满级玄学大佬穿成豪门假千金 书瑶 3067 2026-08-22 08:23:10

三天。

谢云天在密室里等了三天,等来的只有一句废话。

“土地庙里什么都没有,连个鬼影都没有。”新任黑袍队长单膝跪在案前,额头上的汗珠滴在地砖上,砸出一个个小水印,“我们蹲了三天三夜,只看见顾婉凝一个人站在庙里,对着空气喊姐姐。”

谢云天没说话。

他的手指按在命盘上,苏棠那颗命星还亮着,淡金色的光芒稳稳的,不闪不灭。命星在,人就在。但命盘只能告诉他苏棠没死,不能告诉他在哪儿。

“顾婉凝呢?”谢云天开口,声音很平。

“在顾家。从土地庙回来之后发了一天烧,今天刚退。”

谢云天沉默了片刻,忽然笑了。不是冷笑,是真的觉得好笑。一个黄毛丫头,筑基都没稳,居然敢耍他。

“既然她不肯出来,”谢云天站起来,走到窗前,推开窗户。院子里那口枯井冒出的黑烟比前几天更浓了,空气中弥漫着一股焦糊味,“那就让顾婉凝替我把她找出来。”

黑袍队长抬头。“大人是说——”

谢云天从袖中取出一块黑色的玉牌,跟之前给柳明远的那种不一样,这块更大,边缘刻满了扭曲的符文,中间的凹槽里嵌着一颗暗红色的珠子,珠子表面有裂纹,像干涸的血块。

这是收割种子的母牌。子牌在顾婉凝身上,是那天灰衣人送信的时候,趁她不注意种进去的。

谢云天咬破指尖,将血滴在玉牌上。血渗进裂纹里,暗红色的珠子亮了一下,像一只睁开的眼睛。

顾家。

顾婉凝躺在床上,已经烧了一天了。

林氏坐在床边,用湿毛巾敷在她额头上,毛巾换了一条又一条,热度始终不退。顾婉凝的脸烧得通红,嘴唇干裂,呼吸又急又浅,像一条被扔上岸的鱼。

林氏看着她,眼神复杂。这是她唯一的女儿,亲生的。她为了这个女儿的前途,不惜偷换孩子、下克亲咒、害死原身。可现在女儿烧成这样,她能做的只有换毛巾。

忽然,顾婉凝的身体猛地弹了一下。

像被电击了一样,整个人从床上拱起来,然后又摔回去。她张嘴想叫,叫不出来,喉咙里发出咯咯的声音,像有什么东西卡在里面。

林氏扑过去按住她。“婉凝!婉凝你怎么了?”

顾婉凝的眼睛猛地睁开,瞳孔不是黑色的,是暗红色的,像两盏将要熄灭的灯。她的胸口有东西在蠕动,隔着衣服都能看见——一团黑色的雾气从她心口涌出来,在空气中凝成一条细线,像蛇一样扭动着,朝窗户的方向延伸。

林氏吓得跌坐在地上,手里的毛巾掉在地上,啪嗒一声。

那条黑线没有停,从窗户的缝隙钻出去,一路向东,朝秦家别院的方向延伸。

秦家别院。

苏棠正在后罩房里画符。

第三道符画到一半,笔尖突然顿住了。不是她想停,是身体自己停的——一股阴冷的力量像蛇一样缠上了她的命格,冰冷、滑腻、带着一股腐烂的甜味,跟当初在凶宅闻到的煞气一模一样,但更浓,更毒。

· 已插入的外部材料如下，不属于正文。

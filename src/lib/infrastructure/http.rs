//! HTTP Server

use std::{
    net::{Ipv4Addr, SocketAddr, TcpListener},
    time::Duration,
};

use anyhow::{Context, Result};
use async_trait::async_trait;
use axum::{extract::Request, Router};
use axum_server::Handle;
use clap::Parser;
use tokio::signal;
use tower_http::{catch_panic::CatchPanicLayer, compression::CompressionLayer, trace::TraceLayer};
use tracing::{debug, info, info_span};

use crate::domain::communication::payloads::PayloadValidator;

use handlers::{panic_handler, v1};

pub use state::AppState;

mod errors;
mod handlers;
mod open_api;
mod state;

/// Configuration for the HTTP server.
#[derive(Debug, Clone, PartialEq, Eq, Parser)]
pub struct HttpServerConfig {
    /// The port to listen on
    #[arg(long, env = "HTTP_PORT", default_value = "3000")]
    pub http_port: u16,
}

/// A server that runs until shut down
#[async_trait]
pub trait Server {
    /// Runs the server until it stops or receives a shutdown signal
    async fn run(self) -> Result<()>;
}

/// The application's HTTP server
#[derive(Debug)]
pub struct HttpServer {
    router: Router,
    listener: TcpListener,
}

impl HttpServer {
    /// Returns a new HTTP server bound to the port specified in `config`.
    pub async fn new(
        config: HttpServerConfig,
        state: AppState<impl PayloadValidator>,
    ) -> Result<Self> {
        let router = router(state);

        let address = SocketAddr::from((Ipv4Addr::UNSPECIFIED, config.http_port));
        let listener = TcpListener::bind(address)
            .with_context(|| format!("failed to listen on {}", config.http_port))?;

        listener
            .set_nonblocking(true)
            .context("failed to make listener non-blocking")?;

        Ok(Self { router, listener })
    }
}

#[async_trait]
impl Server for HttpServer {
    #[mutants::skip]
    async fn run(self) -> Result<()> {
        info!(
            "HTTP Server listening on {}",
            self.listener
                .local_addr()
                .context("failed to get local address")?
        );

        let handle = Handle::new();

        let server = axum_server::from_tcp(self.listener)
            .handle(handle.clone())
            .serve(self.router.into_make_service());

        tokio::select! {
            result = server => result.context("server error")?,
            _ = shutdown_signal(Some(handle)) => {
                info!("Shutting down HTTP server");
            }
        }

        Ok(())
    }
}

/// Create the application's router
pub fn router<V: PayloadValidator>(state: AppState<V>) -> Router {
    let trace_layer = TraceLayer::new_for_http().make_span_with(|request: &Request<_>| {
        let uri = request.uri().to_string();
        info_span!("http_request", method = ?request.method(), uri)
    });

    Router::new()
        .nest("/api/v1", v1::router())
        .layer(CompressionLayer::new())
        .layer(CatchPanicLayer::custom(panic_handler))
        .layer(trace_layer)
        .with_state(state)
}

#[mutants::skip]
async fn shutdown_signal(handle: Option<Handle>) {
    let ctrl_c = async {
        signal::ctrl_c()
            .await
            .expect("failed to install Ctrl+C handler");
    };

    #[cfg(unix)]
    let terminate = async {
        signal::unix::signal(signal::unix::SignalKind::terminate())
            .expect("failed to install signal handler")
            .recv()
            .await;
    };

    #[cfg(not(unix))]
    let terminate = std::future::pending::<()>();

    tokio::select! {
        _ = ctrl_c => {},
        _ = terminate => {},
    }

    if let Some(handle) = handle {
        debug!("shutting down gracefully");
        handle.graceful_shutdown(Some(Duration::from_secs(10)));
    }
}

她丢下笔,按住胸口。心脏在狂跳,但不是因为紧张,是命格在共振——有什么东西在外面拉它,像有一根线拴在她的命格上,另一头被人拽住了,在往某个方向拖。

脑海里的亡语录猛地亮了,第五页上浮现出一行红色的字,不是金色的,是红色的,像血。

“警示:双生命格,一方堕邪,必伤另一方。速断!”

双生命格。

苏棠脑子里嗡了一声。她和顾婉凝的命格是双生的?因为当年被偷换,两个人的命格从小就绑在一起,像两根拧在一起的绳子。林氏下克亲咒的时候,咒术不仅落在苏棠身上,也落在了顾婉凝身上,只是表现方式不同——苏棠背了克亲的锅,顾婉凝背了邪物的种子。

谢云天种在顾婉凝体内的那颗种子,不是普通的邪物,是专门用来追踪双生命格的。

苏棠咬破右手食指,在空中画符。断缘符,亡语录第三页上的符,她只画成功过一次,就是上次定住柳明远那张混合符。这次要画的是纯的,一笔都不能错。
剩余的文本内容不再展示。